Before the session: define the columns
Your map sheet should be boring enough that you can fill it out under paddock pressure. Give every row a run number and configuration label. Add lap number, clean or abnormal status, segment or location, speed statistic, platform statistic, sector or elapsed time, straight speed if relevant, and driver comment. If your logger allows exports to a spreadsheet, the run-chart material from Segers supports that workflow. If your software is limited, you can still record the statistics by hand after reviewing the trace.
For speed, choose statistics that match the question. If you are studying a high-speed bend, record entry, apex, and exit speed for the same approximate location on each clean lap. If you are studying drag or straight-line penalty, record maximum speed or speed at a repeatable marker on the straight. If you are studying whether the change improves the whole lap, record lap and sector averages after removing abnormal laps. McBeath's basic speed-versus-time method supports all of these as practical aerodynamic evidence.
For ride height or platform, choose statistics that are repeatable rather than fancy. A minimum front platform value in the chosen high-speed section may be more useful than a full trace printed too small to read. A front-rear difference in the same section may show pitch trend more clearly than four raw channels shown at once. A lap-level average, maximum, or minimum can feed a run chart. If you cannot defend the statistic after the session, do not use it as a tuning trigger.
During the run: protect the baseline
Once the car goes out, the driver has a job and the data person has a job. The driver repeats the same driving objective through the test window. The data person guards the labels. Baseline means baseline. Changed means changed. Abnormal means abnormal. If the car comes in and the team is unsure which configuration was on the car for a run, that run should not drive the tuning plan.
The return-to-baseline step is not paperwork. It is the check that saves the test. McBeath emphasizes that, especially when weather or track conditions change, it is crucial to return periodically to the baseline. If the baseline return is slower everywhere, lower in the platform trace, and accompanied by tyre deterioration, then the changed configuration may not deserve credit or blame for the entire trend. If the baseline return overlays the original baseline closely enough, the changed run gains weight.
For an intermediate driver, this is also where ego gets managed. If a new configuration feels better and produces a faster lap, you still return to the map. Where was it faster? Did it gain in high-speed corner speed, straight speed, or only in a section where the driver finally carried more entry pace? Did the platform channel change at the same speed, or did the car simply go faster because the driver used more throttle earlier? The map does not insult the driver. It separates driver improvement from configuration evidence so the next setup change is not based on the wrong cause.
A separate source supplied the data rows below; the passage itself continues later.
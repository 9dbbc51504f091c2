//! Similarity Index
//!
//! Nearest-neighbor index over skill descriptions. The skill store only talks
//! to the [`SimilarityIndex`] trait; [`SqliteVectorIndex`] is the persisted
//! implementation, parameterized by whichever [`Embedder`] the configuration
//! selects.

use anyhow::{Context, Result};
use async_trait::async_trait;
use parking_lot::Mutex;
use rusqlite::{params, Connection, OptionalExtension};
use std::path::Path;
use std::sync::Arc;
use tracing::{debug, info};

use crate::embeddings::{cosine_similarity, embedding_from_bytes, embedding_to_bytes, Embedder};

/// File name of the index database inside its directory
pub const INDEX_DB_FILE: &str = "index.db";

/// A ranked query hit
#[derive(Debug, Clone, PartialEq)]
pub struct IndexHit {
    pub id: String,
    /// Cosine similarity, higher is closer
    pub score: f32,
    pub metadata: serde_json::Value,
}

impl IndexHit {
    /// Name recorded in metadata at insert time, falling back to the id
    pub fn name(&self) -> &str {
        self.metadata
            .get("name")
            .and_then(|v| v.as_str())
            .unwrap_or(&self.id)
    }
}

/// Nearest-neighbor capability consumed by the skill store
#[async_trait]
pub trait SimilarityIndex: Send + Sync {
    /// Insert or replace the entry for `id`, embedding `text`
    async fn upsert(&self, id: &str, text: &str, metadata: serde_json::Value) -> Result<()>;

    /// Remove entries; unknown ids are ignored
    async fn delete(&self, ids: &[String]) -> Result<()>;

    /// Number of entries
    async fn count(&self) -> Result<usize>;

    /// Top-`k` entries by descending similarity to `text`
    async fn query(&self, text: &str, k: usize) -> Result<Vec<IndexHit>>;

    /// Remove every entry
    async fn clear(&self) -> Result<()>;
}

/// SQLite-backed vector index.
///
/// Rows keep their insertion sequence across upserts, which is the tiebreak
/// for equal scores.
pub struct SqliteVectorIndex {
    conn: Mutex<Connection>,
    embedder: Arc<dyn Embedder>,
}

impl SqliteVectorIndex {
    /// Open or create the index under `dir`
    pub fn open(dir: &Path, embedder: Arc<dyn Embedder>) -> Result<Self> {
        std::fs::create_dir_all(dir)
            .with_context(|| format!("Failed to create index directory {}", dir.display()))?;

        let path = dir.join(INDEX_DB_FILE);
        let conn = Connection::open(&path)
            .with_context(|| format!("Failed to open index at {}", path.display()))?;
        let index = Self::with_connection(conn, embedder)?;

        info!(path = %path.display(), backend = index.embedder.name(), "Similarity index opened");
        Ok(index)
    }

    /// Non-persistent index (tests, scratch runs)
    pub fn open_in_memory(embedder: Arc<dyn Embedder>) -> Result<Self> {
        Self::with_connection(Connection::open_in_memory()?, embedder)
    }

    fn with_connection(conn: Connection, embedder: Arc<dyn Embedder>) -> Result<Self> {
        conn.execute_batch(
            r#"
            CREATE TABLE IF NOT EXISTS entries (
                seq INTEGER PRIMARY KEY AUTOINCREMENT,
                id TEXT NOT NULL UNIQUE,
                text TEXT NOT NULL,
                metadata TEXT NOT NULL DEFAULT '{}',
                embedding BLOB NOT NULL
            );
            "#,
        )?;

        Ok(Self {
            conn: Mutex::new(conn),
            embedder,
        })
    }

    /// Dimension of stored vectors, if any entry exists
    fn stored_dimension(conn: &Connection) -> Result<Option<usize>> {
        let len: Option<i64> = conn
            .query_row("SELECT length(embedding) FROM entries LIMIT 1", [], |row| {
                row.get(0)
            })
            .optional()?;
        Ok(len.map(|bytes| bytes as usize / 4))
    }
}

#[async_trait]
impl SimilarityIndex for SqliteVectorIndex {
    async fn upsert(&self, id: &str, text: &str, metadata: serde_json::Value) -> Result<()> {
        // Embed before taking the lock; the connection is never held across an await.
        let embedding = self
            .embedder
            .embed(text)
            .await
            .with_context(|| format!("Failed to embed text for {}", id))?;

        let conn = self.conn.lock();
        if let Some(dim) = Self::stored_dimension(&conn)? {
            if dim != embedding.len() {
                anyhow::bail!(
                    "Embedding dimension mismatch: index holds {}, got {}",
                    dim,
                    embedding.len()
                );
            }
        }

        conn.execute(
            r#"
            INSERT INTO entries (id, text, metadata, embedding)
            VALUES (?1, ?2, ?3, ?4)
            ON CONFLICT(id) DO UPDATE SET
                text = excluded.text,
                metadata = excluded.metadata,
                embedding = excluded.embedding
            "#,
            params![id, text, metadata.to_string(), embedding_to_bytes(&embedding)],
        )?;

        debug!(id = %id, dim = embedding.len(), "Index upsert");
        Ok(())
    }

    async fn delete(&self, ids: &[String]) -> Result<()> {
        let conn = self.conn.lock();
        for id in ids {
            conn.execute("DELETE FROM entries WHERE id = ?1", params![id])?;
        }
        debug!(count = ids.len(), "Index delete");
        Ok(())
    }

    async fn count(&self) -> Result<usize> {
        let conn = self.conn.lock();
        let count: i64 = conn.query_row("SELECT COUNT(*) FROM entries", [], |row| row.get(0))?;
        Ok(count as usize)
    }

    async fn query(&self, text: &str, k: usize) -> Result<Vec<IndexHit>> {
        if k == 0 {
            return Ok(vec![]);
        }

        let query_vec = self
            .embedder
            .embed(text)
            .await
            .context("Failed to embed query")?;

        let conn = self.conn.lock();
        let mut stmt =
            conn.prepare("SELECT id, metadata, embedding FROM entries ORDER BY seq ASC")?;

        let rows = stmt.query_map([], |row| {
            let id: String = row.get(0)?;
            let metadata: String = row.get(1)?;
            let bytes: Vec<u8> = row.get(2)?;
            Ok((id, metadata, bytes))
        })?;

        let mut hits = Vec::new();
        for row in rows {
            let (id, metadata, bytes) = row?;
            let embedding = embedding_from_bytes(&bytes);
            hits.push(IndexHit {
                score: cosine_similarity(&query_vec, &embedding),
                metadata: serde_json::from_str(&metadata).unwrap_or(serde_json::Value::Null),
                id,
            });
        }

        // Stable sort: equal scores keep insertion order.
        hits.sort_by(|a, b| b.score.partial_cmp(&a.score).unwrap_or(std::cmp::Ordering::Equal));
        hits.truncate(k);
        Ok(hits)
    }

    async fn clear(&self) -> Result<()> {
        let conn = self.conn.lock();
        conn.execute("DELETE FROM entries", [])?;
        info!("Similarity index cleared");
        Ok(())
    }
}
After the session: build the first view
Start with the run chart. Put lap number on the horizontal axis and your chosen statistics on the vertical axis. At minimum, show lap or sector time, top speed or chosen corner speed, and the platform statistic for the same section. Mark baseline, changed, and return-to-baseline runs. This wider view matters because Segers points out that comparative analysis is often limited to single laps, while complete-session views reveal trends and abnormal situations. Your first job is not to find the prettiest overlay. Your first job is to see whether the session itself stayed stable enough to compare.
If the run chart shows a steady drift across the whole session, treat the map with caution. Tyres may be deteriorating. Track or weather may be changing. Driver confidence may be rising. If the drift is similar in baseline and changed windows, the configuration effect may be smaller than the session trend. If the changed run moves sharply and the baseline return comes back toward the original baseline, the configuration effect is more credible.
Only after that should you open the detailed trace. Use the track map for rough location if available, but remember Van Valkenburgh's warning about approximate maps from speed and lateral acceleration. Use the same cursor location or the same segment definition each time. If you are comparing a high-speed bend, do not slide the cursor lap by lap until the result looks clean. Pick a repeatable point or section, then collect the statistic consistently.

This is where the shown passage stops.